Undirected graphical models are widely used to model the conditional independence structure of vector-valued data. However, in many modern applications, for example those involving EEG and fMRI data, observations are more appropriately modeled as multivariate random functions rather than vectors. Functional graphical models have been proposed to model the conditional independence structure of such functional data. We propose a neighborhood selection approach to estimate the structure of Gaussian functional graphical models, where we first estimate the neighborhood of each node via a function-on-function regression and subsequently recover the entire graph structure by combining the estimated neighborhoods. Our approach only requires assumptions on the conditional distributions of random functions, and we estimate the conditional independence structure directly. We thus circumvent the need for a well-defined precision operator that may not exist when the functions are infinite dimensional. Additionally, the neighborhood selection approach is computationally efficient and can be easily parallelized. The statistical consistency of the proposed method in the high-dimensional setting is supported by both theory and experimental results. In addition, we study the effect of the choice of the function basis used for dimensionality reduction in an intermediate step. We give a heuristic criterion for choosing a function basis and motivate two practically useful choices, which we justify by both theory and experiments.
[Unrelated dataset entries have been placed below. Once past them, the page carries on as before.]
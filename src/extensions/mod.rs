//! Protocol extensions: the `Sec-WebSocket-Extensions` offer grammar and
//! the permessage-deflate codec.

pub mod deflate;
pub mod params;

pub use self::{
    deflate::{DeflateConfig, Deflater, Inflater, NegotiatedDeflate},
    params::{ExtensionOffer, ExtensionParam},
};
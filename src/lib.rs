#![deny(
    missing_docs,
    missing_copy_implementations,
    missing_debug_implementations,
    trivial_casts,
    trivial_numeric_casts,
    unstable_features,
    unused_must_use,
    unused_mut,
    unused_imports,
    unused_import_braces
)]
//! Riptide: the protocol core of a WebSocket endpoint.
//!
//! Turns an already-upgraded duplex byte stream into a reliable,
//! message-oriented channel per RFC 6455 (versions 8 and 13), with the
//! permessage-deflate extension (RFC 7692). The HTTP upgrade itself is out
//! of scope; construct an [`Endpoint`](protocol::Endpoint) with the
//! upgraded stream, the negotiated extension parameters and any bytes the
//! upgrade left buffered.

use std::time::Duration;

pub mod error;
pub mod extensions;
pub mod protocol;
pub mod util;

/// Default cap on the assembled size of a single message.
pub const MAX_ALLOWED_LEN: usize = 16 * 1024 * 1024;
/// Maximum control frame payload size, fixed by RFC 6455.
pub const MAX_CONTROL_FRAME_PAYLOAD: usize = 125;
/// Default cap on continuation frames per message.
pub const MAX_CONTINUATION_FRAMES: usize = 1024;
/// How long a close handshake may stay unanswered before the connection is
/// torn down.
pub const CLOSE_HANDSHAKE_TIMEOUT: Duration = Duration::from_secs(30);

const READ_BUFFER_SIZE: usize = 4096;

pub use bytes::Bytes;

pub use crate::{
    error::{Error, Result},
    protocol::{
        endpoint::{Endpoint, EndpointEvent, ReadyState, SendOptions},
        frame::{CloseCode, CloseFrame, Utf8Bytes},
        message::Message,
        sender::StreamKind,
        EndpointConfig, Role,
    },
};
/// Client side: validate the server's response against what we offered.
pub fn accept(response: &ExtensionOffer, config: &DeflateConfig) -> Result<NegotiatedDeflate> {
    if response.name != EXTENSION_NAME {
        return Err(ExtensionError::MalformedHeader(format!(
            "expected {EXTENSION_NAME}, got {}",
            response.name
        ))
        .into());
    }

    let mut server_no_context_takeover = config.server_no_context_takeover;
    let mut client_no_context_takeover = config.client_no_context_takeover;
    let mut server_max_window_bits = MAX_WINDOW_BITS;
    let mut client_max_window_bits = MAX_WINDOW_BITS;

    let (mut saw_snct, mut saw_cnct, mut saw_swb, mut saw_cwb) = (false, false, false, false);

    for param in &response.params {
        match param.name.as_str() {
            "server_no_context_takeover" => {
                duplicate(&mut saw_snct, &param.name)?;
                flag_only(param)?;
                server_no_context_takeover = true;
            }
            "client_no_context_takeover" => {
                duplicate(&mut saw_cnct, &param.name)?;
                flag_only(param)?;
                client_no_context_takeover = true;
            }
            "server_max_window_bits" => {
                duplicate(&mut saw_swb, &param.name)?;
                server_max_window_bits = parse_window_bits(param)?;
            }
            "client_max_window_bits" => {
                duplicate(&mut saw_cwb, &param.name)?;
                // The valueless form is only meaningful in an offer.
                let bits = parse_window_bits(param)?;
                if bits > config.client_max_window_bits
                    || (bits < MAX_WINDOW_BITS && !can_reduce_deflate_window())
                {
                    return Err(ExtensionError::InvalidWindowBits(bits.to_string()).into());
                }
                client_max_window_bits = bits;
            }
            other => return Err(ExtensionError::UnknownParameter(other.into()).into()),
        }
    }

    debug!(
        "permessage-deflate agreed: server_nct={server_no_context_takeover} \
         client_nct={client_no_context_takeover} swb={server_max_window_bits} \
         cwb={client_max_window_bits}"
    );

    Ok(NegotiatedDeflate {
        server_no_context_takeover,
        client_no_context_takeover,
        server_max_window_bits,
        client_max_window_bits,
        compression_level: config.compression_level,
        threshold: config.threshold,
    })
}

/// Outbound half of the codec: a raw deflate stream with optional context
/// reset between messages.
pub struct Deflater {
    ctx: Compress,
    reset_after_message: bool,
}

impl std::fmt::Debug for Deflater {
    fn fmt(&self, f: &mut std::fmt::Formatter<'_>) -> std::fmt::Result {
        f.debug_struct("Deflater")
            .field("reset_after_message", &self.reset_after_message)
            .finish_non_exhaustive()
    }
}
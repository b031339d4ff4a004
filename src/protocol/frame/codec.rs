//! Opcode and close-code values defined in RFC 6455.

use std::fmt::Display;

/// WebSocket frame opcode.
#[derive(Debug, PartialEq, Eq, Clone, Copy)]
pub enum OpCode {
    /// Data (continuation, text or binary).
    Data(Data),
    /// Control (close, ping, pong).
    Control(Control),
}

/// Data opcodes.
#[derive(Debug, PartialEq, Eq, Clone, Copy)]
pub enum Data {
    /// A continuation frame of a fragmented message.
    Continuation,
    /// A text frame.
    Text,
    /// A binary frame.
    Binary,
    /// 0x3-0x7, reserved for future data frames.
    Reserved(u8),
}

/// Control opcodes.
#[derive(Debug, PartialEq, Eq, Clone, Copy)]
pub enum Control {
    /// A close frame.
    Close,
    /// A ping frame.
    Ping,
    /// A pong frame.
    Pong,
    /// 0xB-0xF, reserved for future control frames.
    Reserved(u8),
}

impl OpCode {
    /// Whether this is a control opcode.
    #[inline]
    pub fn is_control(self) -> bool {
        matches!(self, OpCode::Control(_))
    }

    /// Whether this opcode lies in a reserved range.
    #[inline]
    pub fn is_reserved(self) -> bool {
        matches!(
            self,
            OpCode::Data(Data::Reserved(_)) | OpCode::Control(Control::Reserved(_))
        )
    }
}

impl Display for OpCode {
    fn fmt(&self, f: &mut std::fmt::Formatter<'_>) -> std::fmt::Result {
        match *self {
            OpCode::Data(Data::Continuation) => write!(f, "CONTINUE"),
            OpCode::Data(Data::Text) => write!(f, "TEXT"),
            OpCode::Data(Data::Binary) => write!(f, "BINARY"),
            OpCode::Data(Data::Reserved(i)) => write!(f, "RESERVED_DATA_{i}"),
            OpCode::Control(Control::Close) => write!(f, "CLOSE"),
            OpCode::Control(Control::Ping) => write!(f, "PING"),
            OpCode::Control(Control::Pong) => write!(f, "PONG"),
            OpCode::Control(Control::Reserved(i)) => write!(f, "RESERVED_CONTROL_{i}"),
        }
    }
}

impl From<OpCode> for u8 {
    fn from(value: OpCode) -> Self {
        match value {
            OpCode::Data(Data::Continuation) => 0x0,
            OpCode::Data(Data::Text) => 0x1,
            OpCode::Data(Data::Binary) => 0x2,
            OpCode::Data(Data::Reserved(i)) => i,
            OpCode::Control(Control::Close) => 0x8,
            OpCode::Control(Control::Ping) => 0x9,
            OpCode::Control(Control::Pong) => 0xA,
            OpCode::Control(Control::Reserved(i)) => i,
        }
    }
}

impl From<u8> for OpCode {
    fn from(value: u8) -> Self {
        match value & 0x0F {
            0x0 => Self::Data(Data::Continuation),
            0x1 => Self::Data(Data::Text),
            0x2 => Self::Data(Data::Binary),
            i @ 0x3..=0x7 => Self::Data(Data::Reserved(i)),
            0x8 => Self::Control(Control::Close),
            0x9 => Self::Control(Control::Ping),
            0xA => Self::Control(Control::Pong),
            i => Self::Control(Control::Reserved(i)),
        }
    }
}

/// Status code carried in a close frame.
#[derive(Debug, PartialEq, Eq, Clone, Copy)]
pub enum CloseCode {
    /// 1000, normal closure.
    Normal,
    /// 1001, endpoint going away.
    Away,
    /// 1002, protocol error.
    Protocol,
    /// 1003, unacceptable data type.
    Unsupported,
    /// 1005, reserved: no status code present. Never sent on the wire.
    Status,
    /// 1006, reserved: abnormal closure. Never sent on the wire.
    Abnormal,
    /// 1007, invalid payload data (UTF-8 or decompression).
    Invalid,
    /// 1008, policy violation.
    Policy,
    /// 1009, message too big.
    Size,
    /// 1010, client expected an extension the server did not negotiate.
    Extension,
    /// 1011, internal server error.
    Error,
    /// 3000-3999, registered by libraries and frameworks.
    Iana(u16),
    /// 4000-4999, private use.
    Library(u16),
    /// Anything else.
    Bad(u16),
}

impl CloseCode {
    /// Whether a peer may legitimately send this code in a close frame.
    ///
    /// Allowed: 1000-1003, 1007-1011 and the application ranges 3000-4999.
    pub fn is_allowed_from_peer(self) -> bool {
        match self {
            CloseCode::Normal
            | CloseCode::Away
            | CloseCode::Protocol
            | CloseCode::Unsupported
            | CloseCode::Invalid
            | CloseCode::Policy
            | CloseCode::Size
            | CloseCode::Extension
            | CloseCode::Error
            | CloseCode::Iana(_)
            | CloseCode::Library(_) => true,
            CloseCode::Status | CloseCode::Abnormal | CloseCode::Bad(_) => false,
        }
    }

    /// Whether this code may be put on the wire by the local side.
    ///
    /// 1005 and 1006 are reserved for local reporting only.
    pub fn is_sendable(self) -> bool {
        !matches!(self, CloseCode::Status | CloseCode::Abnormal)
    }
}

impl Display for CloseCode {
    fn fmt(&self, f: &mut std::fmt::Formatter<'_>) -> std::fmt::Result {
        let code: u16 = (*self).into();
        write!(f, "{code}")
    }
}

impl From<CloseCode> for u16 {
    fn from(value: CloseCode) -> u16 {
        match value {
            CloseCode::Normal => 1000,
            CloseCode::Away => 1001,
            CloseCode::Protocol => 1002,
            CloseCode::Unsupported => 1003,
            CloseCode::Status => 1005,
            CloseCode::Abnormal => 1006,
            CloseCode::Invalid => 1007,
            CloseCode::Policy => 1008,
            CloseCode::Size => 1009,
            CloseCode::Extension => 1010,
            CloseCode::Error => 1011,
            CloseCode::Iana(code) | CloseCode::Library(code) | CloseCode::Bad(code) => code,
        }
    }
}

impl From<u16> for CloseCode {
    fn from(value: u16) -> Self {
        match value {
            1000 => Self::Normal,
            1001 => Self::Away,
            1002 => Self::Protocol,
            1003 => Self::Unsupported,
            1005 => Self::Status,
            1006 => Self::Abnormal,
            1007 => Self::Invalid,
            1008 => Self::Policy,
            1009 => Self::Size,
            1010 => Self::Extension,
            1011 => Self::Error,
            3000..=3999 => Self::Iana(value),
            4000..=4999 => Self::Library(value),
            _ => Self::Bad(value),
        }
    }
}

#[cfg(test)]
mod test {
    use super::*;

    #[test]
    fn opcode_byte_roundtrip() {
        for byte in 0x0..=0xFu8 {
            let opcode = OpCode::from(byte);
            assert_eq!(u8::from(opcode), byte);
        }
    }

    #[test]
    fn reserved_opcodes() {
        for byte in 0x3..=0x7u8 {
            assert!(OpCode::from(byte).is_reserved());
        }
        for byte in 0xB..=0xFu8 {
            assert!(OpCode::from(byte).is_reserved());
        }
        assert!(!OpCode::from(0x1u8).is_reserved());
        assert!(!OpCode::from(0x8u8).is_reserved());
    }

    #[test]
    fn peer_close_code_set() {
        for code in [1000u16, 1001, 1002, 1003, 1007, 1008, 1009, 1010, 1011, 3000, 4999] {
            assert!(CloseCode::from(code).is_allowed_from_peer(), "{code}");
        }
        for code in [0u16, 999, 1004, 1005, 1006, 1012, 1013, 1100, 2999, 5000] {
            assert!(!CloseCode::from(code).is_allowed_from_peer(), "{code}");
        }
    }

    #[test]
    fn reserved_codes_not_sendable() {
        assert!(!CloseCode::Status.is_sendable());
        assert!(!CloseCode::Abnormal.is_sendable());
        assert!(CloseCode::Normal.is_sendable());
    }
}
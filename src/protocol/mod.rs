//! Protocol core: framing, message assembly, the inbound and outbound
//! halves, and the endpoint lifecycle machine.

pub mod config;
pub mod endpoint;
pub mod frame;
pub mod message;
pub mod receiver;
pub mod sender;

pub use self::{
    config::EndpointConfig,
    endpoint::{Endpoint, EndpointEvent, ReadyState},
    message::Message,
    receiver::{Event, Receiver},
    sender::Sender,
};

/// Which side of the connection an endpoint is.
///
/// Servers receive masked frames and send unmasked ones; clients the
/// reverse. The receiver and sender enforce both directions.
#[derive(Debug, Clone, Copy, PartialEq, Eq)]
pub enum Role {
    /// The accepting side.
    Server,
    /// The initiating side.
    Client,
}

impl std::fmt::Display for Role {
    fn fmt(&self, f: &mut std::fmt::Formatter<'_>) -> std::fmt::Result {
        match self {
            Self::Server => write!(f, "server"),
            Self::Client => write!(f, "client"),
        }
    }
}
/// Options for a single send.
#[derive(Debug, Clone, Copy)]
pub struct SendOptions {
    /// Ask for permessage-deflate compression (honored when negotiated and
    /// the payload reaches the threshold).
    pub compress: bool,
}

impl Default for SendOptions {
    fn default() -> Self {
        SendOptions { compress: true }
    }
}

/// A WebSocket endpoint bound to a duplex byte stream.
///
/// The endpoint owns the socket exclusively. All state mutation happens on
/// the caller's task; events come out of [`poll_event`](Self::poll_event)
/// in wire order. The stream should be in non-blocking mode (or carry a
/// read timeout) so the close deadline can be observed.
#[derive(Debug)]
pub struct Endpoint<S> {
    stream: S,
    role: Role,
    state: ReadyState,
    receiver: Receiver,
    sender: Sender,
    close_timeout: Duration,
    /// Framed bytes not yet accepted by the socket.
    out_buffer: Vec<u8>,
    /// Events ready for delivery.
    events: VecDeque<EndpointEvent>,
    /// Sends deferred behind an active outbound stream.
    queue: VecDeque<(Message, SendOptions)>,
    close_sent: bool,
    /// `Some` once the peer's close frame arrived; the inner option mirrors
    /// "close frame without a code".
    peer_close: Option<Option<CloseFrame>>,
    close_deadline: Option<Instant>,
    close_emitted: bool,
    paused: bool,
}
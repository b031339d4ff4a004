//! UTF-8 validated payload bytes.

use std::{fmt::Display, ops::Deref};

use bytes::{Bytes, BytesMut};

/// An immutable, cheaply cloneable payload that is known to be valid UTF-8.
///
/// Text messages are delivered as `Utf8Bytes` so the payload can be handed
/// around without re-validating or copying into a `String`.
#[derive(Debug, Default, Clone, PartialEq, Eq)]
pub struct Utf8Bytes(Bytes);

impl Utf8Bytes {
    /// Creates from a static str.
    #[inline]
    pub const fn from_static(str: &'static str) -> Self {
        Self(Bytes::from_static(str.as_bytes()))
    }

    /// Returns the payload as a string slice.
    #[inline]
    pub fn as_str(&self) -> &str {
        // Invariant: every constructor validated the bytes.
        unsafe { std::str::from_utf8_unchecked(&self.0) }
    }

    /// Creates from `Bytes` without checking the encoding.
    ///
    /// # Safety
    ///
    /// The bytes passed in must be valid UTF-8.
    pub unsafe fn from_bytes_unchecked(bytes: Bytes) -> Self {
        Self(bytes)
    }
}

impl Deref for Utf8Bytes {
    type Target = str;

    #[inline]
    fn deref(&self) -> &Self::Target {
        self.as_str()
    }
}

impl AsRef<[u8]> for Utf8Bytes {
    #[inline]
    fn as_ref(&self) -> &[u8] {
        &self.0
    }
}

impl AsRef<str> for Utf8Bytes {
    #[inline]
    fn as_ref(&self) -> &str {
        self.as_str()
    }
}

impl Display for Utf8Bytes {
    #[inline]
    fn fmt(&self, f: &mut std::fmt::Formatter<'_>) -> std::fmt::Result {
        f.write_str(self.as_str())
    }
}

impl TryFrom<Bytes> for Utf8Bytes {
    type Error = std::str::Utf8Error;

    #[inline]
    fn try_from(value: Bytes) -> Result<Self, Self::Error> {
        std::str::from_utf8(&value)?;
        Ok(Self(value))
    }
}

impl TryFrom<BytesMut> for Utf8Bytes {
    type Error = std::str::Utf8Error;

    #[inline]
    fn try_from(value: BytesMut) -> Result<Self, Self::Error> {
        value.freeze().try_into()
    }
}

impl TryFrom<Vec<u8>> for Utf8Bytes {
    type Error = std::str::Utf8Error;

    #[inline]
    fn try_from(value: Vec<u8>) -> Result<Self, Self::Error> {
        Bytes::from(value).try_into()
    }
}

impl From<String> for Utf8Bytes {
    #[inline]
    fn from(value: String) -> Self {
        Self(value.into())
    }
}

impl From<&str> for Utf8Bytes {
    #[inline]
    fn from(value: &str) -> Self {
        Self(Bytes::copy_from_slice(value.as_bytes()))
    }
}

impl From<Utf8Bytes> for Bytes {
    #[inline]
    fn from(Utf8Bytes(value): Utf8Bytes) -> Self {
        value
    }
}

impl<T> PartialEq<T> for Utf8Bytes
where
    for<'a> &'a str: PartialEq<T>,
{
    #[inline]
    fn eq(&self, other: &T) -> bool {
        self.as_str() == *other
    }
}

#[cfg(test)]
mod test {
    use super::*;

    #[test]
    fn rejects_invalid_utf8() {
        assert!(Utf8Bytes::try_from(Bytes::from_static(&[0xFF, 0xFE])).is_err());
        assert!(Utf8Bytes::try_from(vec![0xE2, 0x82]).is_err());
    }

    #[test]
    fn derefs_to_str() {
        let payload = Utf8Bytes::from_static("hi there");
        assert_eq!(payload.len(), 8);
        assert_eq!(payload, "hi there");
    }
}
翻译：无向图模型广泛用于建模向量数据的条件独立性结构。然而，在许多现代应用中（例如涉及脑电图和功能磁共振成像数据的场景），观测值更适宜建模为多元随机函数而非向量。函数图模型已被提出用于建模此类函数数据的条件独立性结构。我们提出一种邻域选择方法来估计高斯函数图模型的结构：首先通过函数对函数回归估计每个节点的邻域，随后通过组合估计的邻域恢复整个图结构。该方法仅需对随机函数的条件分布做出假设，并直接估计条件独立性结构，从而避免了在函数为无限维时可能不存在的精密度算子。此外，邻域选择方法计算高效且易于并行化。理论结果与实验验证共同支持了所提方法在高维场景下的统计一致性。同时，我们研究了中间步骤中用于降维的函数基选择的影响，给出了函数基选择的启发式准则，并提出了两种具有实践价值的基函数选择，这些选择在理论与实验中均得到验证。